The worst damage was along a rural stretch of Highway 61 near St. Mary in Perry County, about 80 miles south of St. Louis, emergency management director Jack Lakenan said.
A twister caught a pickup truck on the highway and hurled it beneath a roadside propane tank, killing both people in the vehicle, Lakenan said. The wreckage of the pickup was wedged beneath the tank.
Also near St. Mary, mobile homes were tossed and a brick ranch house was split in half. Several people were injured and two were taken to a hospital in St. Louis.
"Best we can figure, five or six homes were destroyed and another five or six were badly damaged," Lakenan said.
Across the Mississippi River in Illinois, a tornado damaged several homes and businesses in the small town of Fults, and injured one person, said meteorologist Ron Przybylinski.
One person was injured by flying glass in Bremen, Ill., authorities said.
The Missouri Highway Patrol said the tornado near St. Mary had wind of 113 mph to 206 mph. Softball-sized hail caused more damage and heavy rain prompted flash flood warnings in southern Missouri. The heaviest rainfall was 3 to 4 inches about 100 miles east of St. Louis in Illinois, said Jon Carney of the National Weather Service.
In Missouri's Jefferson County, just south of St. Louis, high wind struck a new subdivision, destroying seven homes. Five people were hurt, but the extent of their injuries was unclear, the National Weather Service said.

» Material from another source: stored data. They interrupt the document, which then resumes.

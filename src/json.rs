//! Spaced JSON rendering.
//!
//! Both output lines render JSON on a single line with a space after each
//! item separator and key separator, e.g. `["a", "b"]` and `{"id": 1}`.

use serde::Serialize;
use serde_json::ser::Formatter;
use std::io;

/// Single-line formatter that writes `", "` between items and `": "`
/// between keys and values.
#[derive(Debug, Default, Clone, Copy)]
pub struct SpacedFormatter;

impl Formatter for SpacedFormatter {
    fn begin_array_value<W>(&mut self, writer: &mut W, first: bool) -> io::Result<()>
    where
        W: ?Sized + io::Write,
    {
        if first {
            Ok(())
        } else {
            writer.write_all(b", ")
        }
    }

    fn begin_object_key<W>(&mut self, writer: &mut W, first: bool) -> io::Result<()>
    where
        W: ?Sized + io::Write,
    {
        if first {
            Ok(())
        } else {
            writer.write_all(b", ")
        }
    }

    fn begin_object_value<W>(&mut self, writer: &mut W) -> io::Result<()>
    where
        W: ?Sized + io::Write,
    {
        writer.write_all(b": ")
    }
}

/// Serialize `value` as single-line JSON using [`SpacedFormatter`].
pub fn to_spaced_string<T>(value: &T) -> serde_json::Result<String>
where
    T: ?Sized + Serialize,
{
    let mut buf = Vec::new();
    let mut ser = serde_json::Serializer::with_formatter(&mut buf, SpacedFormatter);
    value.serialize(&mut ser)?;
    String::from_utf8(buf).map_err(serde::ser::Error::custom)
}

#[cfg(test)]
mod tests {
    use super::*;
    use serde_json::json;

    #[test]
    fn empty_array() {
        let empty: Vec<String> = Vec::new();
        assert_eq!(to_spaced_string(&empty).unwrap(), "[]");
    }

    #[test]
    fn array_items_are_spaced() {
        let value = vec!["--flag", "value"];
        assert_eq!(to_spaced_string(&value).unwrap(), r#"["--flag", "value"]"#);
    }

    #[test]
    fn object_members_are_spaced() {
        let value = json!({"userId": 1, "id": 1, "completed": false});
        assert_eq!(
            to_spaced_string(&value).unwrap(),
            r#"{"userId": 1, "id": 1, "completed": false}"#
        );
    }

    #[test]
    fn nested_values() {
        let value = json!({"tags": ["a", "b"], "meta": {}, "list": []});
        assert_eq!(
            to_spaced_string(&value).unwrap(),
            r#"{"tags": ["a", "b"], "meta": {}, "list": []}"#
        );
    }

    #[test]
    fn strings_are_escaped() {
        let value = vec!["say \"hi\"", "tab\there", "back\\slash"];
        assert_eq!(
            to_spaced_string(&value).unwrap(),
            r#"["say \"hi\"", "tab\there", "back\\slash"]"#
        );
    }

    #[test]
    fn scalars_render_plainly() {
        assert_eq!(to_spaced_string(&json!(null)).unwrap(), "null");
        assert_eq!(to_spaced_string(&json!(1.5)).unwrap(), "1.5");
        assert_eq!(to_spaced_string("x").unwrap(), r#""x""#);
    }
}
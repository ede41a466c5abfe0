//! The echo-then-fetch flow.
//!
//! [`Fetcher::run`] writes the argument list as a JSON array, performs one
//! GET through its [`HttpClient`], prints either `Data: ...` or
//! `Error fetching data: ...`, and reports the resulting [`ExitStatus`].
//!
//! # Example
//!
//! ```no_run
//! use jsonfetch::client::ReqwestClient;
//! use jsonfetch::fetcher::Fetcher;
//! use jsonfetch::ArgumentList;
//!
//! let fetcher = Fetcher::new(ReqwestClient::new().unwrap());
//! let args = ArgumentList::from_env();
//! let status = fetcher.run(&args, &mut std::io::stdout()).unwrap();
//! std::process::exit(status.code().into());
//! ```

use serde_json::Value;
use std::io::Write;

use crate::args::ArgumentList;
use crate::client::HttpClient;
use crate::error::{FetchError, Result};
use crate::json::to_spaced_string;

/// The fixed endpoint fetched by the binary.
pub const DEFAULT_URL: &str = "https://jsonplaceholder.typicode.com/todos/1";

/// Outcome of a run.
#[derive(Debug, Clone, Copy, PartialEq, Eq)]
pub enum ExitStatus {
    /// The request succeeded and the body decoded as JSON.
    Success,
    /// The request failed or returned a non-success status.
    Failure,
}

impl ExitStatus {
    /// Process exit code.
    pub fn code(self) -> u8 {
        match self {
            ExitStatus::Success => 0,
            ExitStatus::Failure => 1,
        }
    }
}

/// Echoes arguments and fetches one JSON document.
pub struct Fetcher<C> {
    client: C,
    url: String,
}

impl<C: HttpClient> Fetcher<C> {
    /// Create a fetcher for [`DEFAULT_URL`].
    pub fn new(client: C) -> Self {
        Self::with_url(client, DEFAULT_URL)
    }

    /// Create a fetcher for another URL.
    pub fn with_url(client: C, url: impl Into<String>) -> Self {
        Self {
            client,
            url: url.into(),
        }
    }

    /// The URL this fetcher requests.
    pub fn url(&self) -> &str {
        &self.url
    }

    /// Run the full flow, writing report lines to `out`.
    ///
    /// Request failures are reported on `out` and yield
    /// [`ExitStatus::Failure`]; only a failure to write `out` is returned
    /// as an error.
    pub fn run<W: Write + ?Sized>(&self, args: &ArgumentList, out: &mut W) -> Result<ExitStatus> {
        tracing::debug!(count = args.len(), "echoing arguments");
        writeln!(out, "{}", args.to_json())?;
        out.flush()?;

        let rendered = self.fetch().and_then(|data| {
            to_spaced_string(&data).map_err(|e| FetchError::Decode {
                message: e.to_string(),
            })
        });

        let status = match rendered {
            Ok(data) => {
                writeln!(out, "Data: {}", data)?;
                ExitStatus::Success
            }
            Err(e) => {
                tracing::warn!(error = %e, "request failed");
                writeln!(out, "Error fetching data: {}", e)?;
                ExitStatus::Failure
            }
        };
        out.flush()?;

        Ok(status)
    }

    /// Perform the GET and decode a successful body.
    pub fn fetch(&self) -> Result<Value> {
        let response = self.client.get(&self.url)?;

        if !response.is_success() {
            return Err(FetchError::Status {
                url: self.url.clone(),
                status: response.status,
            });
        }

        serde_json::from_str(&response.body).map_err(|e| FetchError::Decode {
            message: e.to_string(),
        })
    }
}
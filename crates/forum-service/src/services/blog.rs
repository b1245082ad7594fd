//! Blog service

use tracing::{info, instrument};
use validator::Validate;

use forum_core::{Blog, DomainError, EntityId};

use crate::dto::{BlogResponse, CreateBlogRequest};

use super::context::ServiceContext;
use super::error::{ServiceError, ServiceResult};

/// Blog service
pub struct BlogService<'a> {
    ctx: &'a ServiceContext,
}

impl<'a> BlogService<'a> {
    /// Create a new BlogService
    pub fn new(ctx: &'a ServiceContext) -> Self {
        Self { ctx }
    }

    /// Create a blog owned by the given user
    ///
    /// The blog type is not part of the request; it comes from
    /// configuration.
    #[instrument(skip(self, req))]
    pub async fn create_blog(
        &self,
        owner_id: EntityId,
        req: CreateBlogRequest,
    ) -> ServiceResult<BlogResponse> {
        req.validate()
            .map_err(|e| ServiceError::validation(e.to_string()))?;

        if !self.ctx.identity().user_exists(owner_id).await? {
            return Err(DomainError::UserNotFound(owner_id).into());
        }

        let blog = Blog::new(
            self.ctx.generate_id(),
            req.name.trim().to_string(),
            req.description,
            owner_id,
            self.ctx.config().default_blog_type.clone(),
        );
        self.ctx.blog_repo().create(&blog).await?;

        info!(blog_id = %blog.id, owner_id = %owner_id, "blog created");
        Ok(BlogResponse::from(&blog))
    }

    /// Fetch a blog by id
    #[instrument(skip(self))]
    pub async fn get_blog(&self, blog_id: EntityId) -> ServiceResult<BlogResponse> {
        let blog = self
            .ctx
            .blog_repo()
            .find_by_id(blog_id)
            .await?
            .ok_or_else(|| ServiceError::not_found("Blog", blog_id.to_string()))?;
        Ok(BlogResponse::from(&blog))
    }
}
//! Domain error types

mod domain_error;

pub use domain_error::DomainError;
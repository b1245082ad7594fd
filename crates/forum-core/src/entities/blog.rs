//! Blog entity - a named collection posts can attach to

use chrono::{DateTime, Utc};
use serde::{Deserialize, Serialize};

use crate::value_objects::{EntityId, RateableTarget, TargetKind};

/// Blog entity
#[derive(Debug, Clone, PartialEq, Eq, Serialize, Deserialize)]
pub struct Blog {
    pub id: EntityId,
    pub name: String,
    pub description: String,
    pub owner_id: EntityId,
    /// Taxonomy label; the default comes from explicit configuration
    pub blog_type: String,
    pub created_at: DateTime<Utc>,
}

impl Blog {
    /// Create a new Blog
    pub fn new(
        id: EntityId,
        name: String,
        description: String,
        owner_id: EntityId,
        blog_type: String,
    ) -> Self {
        Self {
            id,
            name,
            description,
            owner_id,
            blog_type,
            created_at: Utc::now(),
        }
    }

    /// The rating address of this blog
    #[inline]
    pub fn rating_target(&self) -> RateableTarget {
        RateableTarget::new(TargetKind::Blog, self.id)
    }
}
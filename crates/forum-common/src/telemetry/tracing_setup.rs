//! Tracing and logging setup
//!
//! Configures the `tracing` subscriber with environment-based filtering.

use tracing::Level;
use tracing_subscriber::{
    fmt::{self, format::FmtSpan},
    layer::SubscriberExt,
    util::SubscriberInitExt,
    EnvFilter,
};

/// Tracing configuration options
#[derive(Debug, Clone)]
pub struct TracingConfig {
    /// Log level filter (e.g., "info", "debug", "trace")
    pub level: Level,
    /// Enable JSON output format
    pub json: bool,
    /// Include span events (new, close)
    pub span_events: bool,
    /// Include file and line numbers
    pub file_line: bool,
}

impl Default for TracingConfig {
    fn default() -> Self {
        Self {
            level: Level::INFO,
            json: false,
            span_events: false,
            file_line: true,
        }
    }
}

impl TracingConfig {
    /// Create a development configuration with debug logging
    #[must_use]
    pub fn development() -> Self {
        Self {
            level: Level::DEBUG,
            json: false,
            span_events: true,
            file_line: true,
        }
    }

    /// Create a production configuration with JSON logging
    #[must_use]
    pub fn production() -> Self {
        Self {
            level: Level::INFO,
            json: true,
            span_events: false,
            file_line: false,
        }
    }

    fn span_events(&self) -> FmtSpan {
        if self.span_events {
            FmtSpan::NEW | FmtSpan::CLOSE
        } else {
            FmtSpan::NONE
        }
    }
}

/// Initialize the tracing subscriber with default configuration
///
/// Uses `RUST_LOG` environment variable for filtering if set,
/// otherwise defaults to "info" level.
///
/// # Panics
/// Panics if the subscriber cannot be initialized (usually means it's already set).
pub fn init_tracing() {
    init_tracing_with_config(TracingConfig::default());
}

/// Initialize the tracing subscriber with custom configuration
///
/// # Panics
/// Panics if the subscriber cannot be initialized (usually means it's already set).
pub fn init_tracing_with_config(config: TracingConfig) {
    try_init_tracing_with_config(config).expect("tracing subscriber already initialized");
}

/// Try to initialize tracing, returning Ok if successful
///
/// Unlike `init_tracing`, this function will not panic if called multiple times.
pub fn try_init_tracing() -> Result<(), TracingError> {
    try_init_tracing_with_config(TracingConfig::default())
}

/// Try to initialize tracing with custom configuration
pub fn try_init_tracing_with_config(config: TracingConfig) -> Result<(), TracingError> {
    let env_filter = EnvFilter::try_from_default_env()
        .unwrap_or_else(|_| EnvFilter::new(config.level.to_string()));

    if config.json {
        // JSON format for production/structured logging
        let fmt_layer = fmt::layer()
            .json()
            .with_file(config.file_line)
            .with_line_number(config.file_line)
            .with_span_events(config.span_events());

        tracing_subscriber::registry()
            .with(env_filter)
            .with(fmt_layer)
            .try_init()
            .map_err(|_| TracingError::AlreadyInitialized)
    } else {
        // Pretty format for development
        let fmt_layer = fmt::layer()
            .with_file(config.file_line)
            .with_line_number(config.file_line)
            .with_span_events(config.span_events());

        tracing_subscriber::registry()
            .with(env_filter)
            .with(fmt_layer)
            .try_init()
            .map_err(|_| TracingError::AlreadyInitialized)
    }
}

/// Tracing initialization errors
#[derive(Debug, thiserror::Error)]
pub enum TracingError {
    #[error("Tracing subscriber already initialized")]
    AlreadyInitialized,
}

High wind tore the roof off a McDonald's restaurant in the tourist town of Branson.
A severe thunderstorm also hit eastern Kansas on Sunday morning, knocking out power lines and blowing out windows. The agency sounded tornado sirens as the storm ripped through Douglas County, but no twisters had been confirmed.
Elsewhere, storms scattered across the West gave Arizona a break from a prolonged dry spell, with Phoenix getting an inch of rain Saturday after a record 143 days without a drop. More than a foot of snow fell at higher elevations in northern and eastern Arizona.
Snow and sleet in the San Francisco area Saturday caused a 28-vehicle pile just north of the Golden Gate Bridge in which two people were killed.
As much as 1 1/2 feet of snow fell during the weekend in the mountains of California's eastern San Diego County, and one illegal immigrant died Saturday after getting caught in the freezing weather.